#### What you will do
Gather the lines below that include the string "else", copying each in full.

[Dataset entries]
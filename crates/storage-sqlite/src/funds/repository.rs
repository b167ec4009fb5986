use std::sync::Arc;

use async_trait::async_trait;
use chrono::Local;
use diesel::dsl::sum;
use diesel::prelude::*;
use diesel::SqliteConnection;
use log::debug;

use pmajay_core::audit::NewAuditLog;
use pmajay_core::funds::{FundTransaction, FundTransactionRepositoryTrait, FundTransactionType};
use pmajay_core::{Error, Result};

use super::model::{FundTransactionDB, NewFundTransactionDB};
use crate::audit::insert_audit_log;
use crate::db::{get_connection, DbPool, WriteHandle};
use crate::errors::IntoCore;
use crate::schema::{fund_transactions, projects};

pub struct FundTransactionRepository {
    pool: Arc<DbPool>,
    writer: WriteHandle,
}

impl FundTransactionRepository {
    pub fn new(pool: Arc<DbPool>, writer: WriteHandle) -> Self {
        FundTransactionRepository { pool, writer }
    }
}

#[async_trait]
impl FundTransactionRepositoryTrait for FundTransactionRepository {
    fn list_transactions(&self, project_id: i32) -> Result<Vec<FundTransaction>> {
        let mut conn = get_connection(&self.pool)?;
        let rows = fund_transactions::table
            .filter(fund_transactions::project_id.eq(project_id))
            .order((
                fund_transactions::transaction_date.desc(),
                fund_transactions::id.desc(),
            ))
            .select(FundTransactionDB::as_select())
            .load::<FundTransactionDB>(&mut conn)
            .into_core()?;
        Ok(rows.into_iter().map(FundTransaction::from).collect())
    }

    fn sum_by_type(&self, transaction_type: FundTransactionType) -> Result<f64> {
        let mut conn = get_connection(&self.pool)?;
        let total = fund_transactions::table
            .filter(fund_transactions::transaction_type.eq(transaction_type.as_str()))
            .select(sum(fund_transactions::amount))
            .first::<Option<f64>>(&mut conn)
            .into_core()?;
        Ok(total.unwrap_or(0.0))
    }

    async fn record_transaction(
        &self,
        project_id: i32,
        amount: f64,
        transaction_type: FundTransactionType,
        note: Option<String>,
        audit: NewAuditLog,
    ) -> Result<FundTransaction> {
        self.writer
            .exec(move |conn: &mut SqliteConnection| -> Result<FundTransaction> {
                let today = Local::now().date_naive();
                if transaction_type == FundTransactionType::Released {
                    let touched = diesel::update(projects::table.find(project_id))
                        .set(projects::budget_released.eq(projects::budget_released + amount))
                        .execute(conn)
                        .into_core()?;
                    if touched == 0 {
                        return Err(Error::not_found("Project", project_id));
                    }
                }

                let created = diesel::insert_into(fund_transactions::table)
                    .values(NewFundTransactionDB {
                        project_id,
                        amount,
                        transaction_date: today,
                        transaction_type: transaction_type.as_str().to_string(),
                        note,
                    })
                    .returning(FundTransactionDB::as_returning())
                    .get_result(conn)
                    .into_core()?;
                insert_audit_log(conn, audit)?;
                debug!(
                    "Recorded {} transaction {} on project {}",
                    transaction_type, created.id, project_id
                );
                Ok(FundTransaction::from(created))
            })
            .await
    }
}
use std::sync::Arc;

use async_trait::async_trait;
use diesel::prelude::*;
use diesel::SqliteConnection;

use pmajay_core::users::{NewUserRecord, User, UserCredentials, UserRepositoryTrait};
use pmajay_core::Result;

use super::model::{NewUserDB, UserDB};
use crate::db::{get_connection, DbPool, WriteHandle};
use crate::errors::IntoCore;
use crate::schema::users;

pub struct UserRepository {
    pool: Arc<DbPool>,
    writer: WriteHandle,
}

impl UserRepository {
    pub fn new(pool: Arc<DbPool>, writer: WriteHandle) -> Self {
        UserRepository { pool, writer }
    }
}

#[async_trait]
impl UserRepositoryTrait for UserRepository {
    fn find_credentials_by_email(&self, email: &str) -> Result<Option<UserCredentials>> {
        let mut conn = get_connection(&self.pool)?;
        let row = users::table
            .filter(users::email.eq(email.trim().to_lowercase()))
            .select(UserDB::as_select())
            .first::<UserDB>(&mut conn)
            .optional()
            .into_core()?;
        Ok(row.map(UserCredentials::from))
    }

    fn get_user(&self, user_id: i32) -> Result<Option<User>> {
        let mut conn = get_connection(&self.pool)?;
        let row = users::table
            .find(user_id)
            .select(UserDB::as_select())
            .first::<UserDB>(&mut conn)
            .optional()
            .into_core()?;
        Ok(row.map(User::from))
    }

    async fn insert_user(&self, record: NewUserRecord) -> Result<User> {
        self.writer
            .exec(move |conn: &mut SqliteConnection| -> Result<User> {
                let row = diesel::insert_into(users::table)
                    .values(NewUserDB::from(record))
                    .returning(UserDB::as_returning())
                    .get_result(conn)
                    .into_core()?;
                Ok(User::from(row))
            })
            .await
    }
}
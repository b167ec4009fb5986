//! Dashboard arithmetic.

use chrono::NaiveDate;

use crate::constants::SLA_TOLERANCE_POINTS;
use crate::dashboard::dashboard_model::ProgressSample;

/// Rounds to two decimal places.
pub fn round2(value: f64) -> f64 {
    (value * 100.0).round() / 100.0
}

/// `part / total` as a percentage with two decimals; zero when there is no total.
pub fn utilization_rate(part: f64, total: f64) -> f64 {
    if total > 0.0 {
        round2(part / total * 100.0)
    } else {
        0.0
    }
}

/// Mean of the values, rounded to two decimals. Zero for an empty slice.
pub fn average(values: &[f64]) -> f64 {
    if values.is_empty() {
        return 0.0;
    }
    round2(values.iter().sum::<f64>() / values.len() as f64)
}

/// Progress a project should have reached by `today`, interpolated linearly
/// in days between its start and end dates. Not clamped: before the start it
/// is negative, after the end it exceeds 100.
pub fn expected_progress(start: NaiveDate, end: NaiveDate, today: NaiveDate) -> f64 {
    let span = (end - start).num_days();
    if span <= 0 {
        return if today >= end { 100.0 } else { 0.0 };
    }
    let elapsed = (today - start).num_days();
    elapsed as f64 * 100.0 / span as f64
}

pub fn is_sla_breach(sample: &ProgressSample, today: NaiveDate) -> bool {
    let expected = expected_progress(sample.start_date, sample.end_date, today);
    f64::from(sample.progress_percent) < expected - SLA_TOLERANCE_POINTS
}

pub fn count_sla_breaches(samples: &[ProgressSample], today: NaiveDate) -> usize {
    samples.iter().filter(|s| is_sla_breach(s, today)).count()
}

#[cfg(test)]
mod tests {
    use super::*;

    fn date(y: i32, m: u32, d: u32) -> NaiveDate {
        NaiveDate::from_ymd_opt(y, m, d).unwrap()
    }

    fn sample(progress: i32) -> ProgressSample {
        ProgressSample {
            project_id: 1,
            progress_percent: progress,
            start_date: date(2024, 1, 1),
            end_date: date(2024, 4, 10),
        }
    }

    #[test]
    fn utilization_rounds_and_guards_zero_total() {
        assert_eq!(utilization_rate(1.0, 3.0), 33.33);
        assert_eq!(utilization_rate(2.0, 3.0), 66.67);
        assert_eq!(utilization_rate(5.0, 0.0), 0.0);
        assert_eq!(utilization_rate(5.0, -1.0), 0.0);
    }

    #[test]
    fn average_of_empty_is_zero() {
        assert_eq!(average(&[]), 0.0);
        assert_eq!(average(&[45.0, 60.0, 30.0]), 45.0);
        assert_eq!(average(&[10.0, 20.0, 20.0]), 16.67);
    }

    #[test]
    fn expected_progress_is_linear_in_days() {
        let start = date(2024, 1, 1);
        let end = date(2024, 4, 10); // 100 days
        assert_eq!(expected_progress(start, end, date(2024, 2, 20)), 50.0);
        assert_eq!(expected_progress(start, end, date(2024, 4, 10)), 100.0);
        assert!(expected_progress(start, end, date(2023, 12, 22)) < 0.0);
        assert!(expected_progress(start, end, date(2024, 5, 20)) > 100.0);
    }

    #[test]
    fn zero_length_window_is_all_or_nothing() {
        let day = date(2024, 6, 1);
        assert_eq!(expected_progress(day, day, day), 100.0);
        assert_eq!(expected_progress(day, day, date(2024, 5, 31)), 0.0);
    }

    #[test]
    fn breach_needs_more_than_tolerance() {
        let mut s = sample(40);
        let today = date(2024, 2, 20); // expected 50

        assert!(!is_sla_breach(&s, today));
        s.progress_percent = 39;
        assert!(is_sla_breach(&s, today));

        let samples = vec![s.clone(), ProgressSample { progress_percent: 80, ..s }];
        assert_eq!(count_sla_breaches(&samples, today), 1);
    }
}
//! Row types for the aggregate queries.

use diesel::prelude::*;
use diesel::sql_types::{BigInt, Double, Text};

use pmajay_core::dashboard::{ComponentBreakdown, StateBreakdown};

#[derive(QueryableByName, Debug, Clone)]
pub struct StateBreakdownRow {
    #[diesel(sql_type = Text)]
    pub name: String,
    #[diesel(sql_type = Text)]
    pub code: String,
    #[diesel(sql_type = BigInt)]
    pub project_count: i64,
    #[diesel(sql_type = Double)]
    pub total_budget: f64,
    #[diesel(sql_type = Double)]
    pub avg_progress: f64,
}

#[derive(QueryableByName, Debug, Clone)]
pub struct ComponentBreakdownRow {
    #[diesel(sql_type = Text)]
    pub component: String,
    #[diesel(sql_type = BigInt)]
    pub count: i64,
    #[diesel(sql_type = Double)]
    pub budget: f64,
    #[diesel(sql_type = Double)]
    pub progress: f64,
}

impl From<StateBreakdownRow> for StateBreakdown {
    fn from(row: StateBreakdownRow) -> Self {
        Self {
            name: row.name,
            code: row.code,
            project_count: row.project_count,
            total_budget: row.total_budget,
            avg_progress: row.avg_progress,
        }
    }
}

impl From<ComponentBreakdownRow> for ComponentBreakdown {
    fn from(row: ComponentBreakdownRow) -> Self {
        Self {
            component: row.component,
            count: row.count,
            budget: row.budget,
            progress: row.progress,
        }
    }
}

#### Exercise output
    } else {
        return if today >= end { 100.0 } else { 0.0 };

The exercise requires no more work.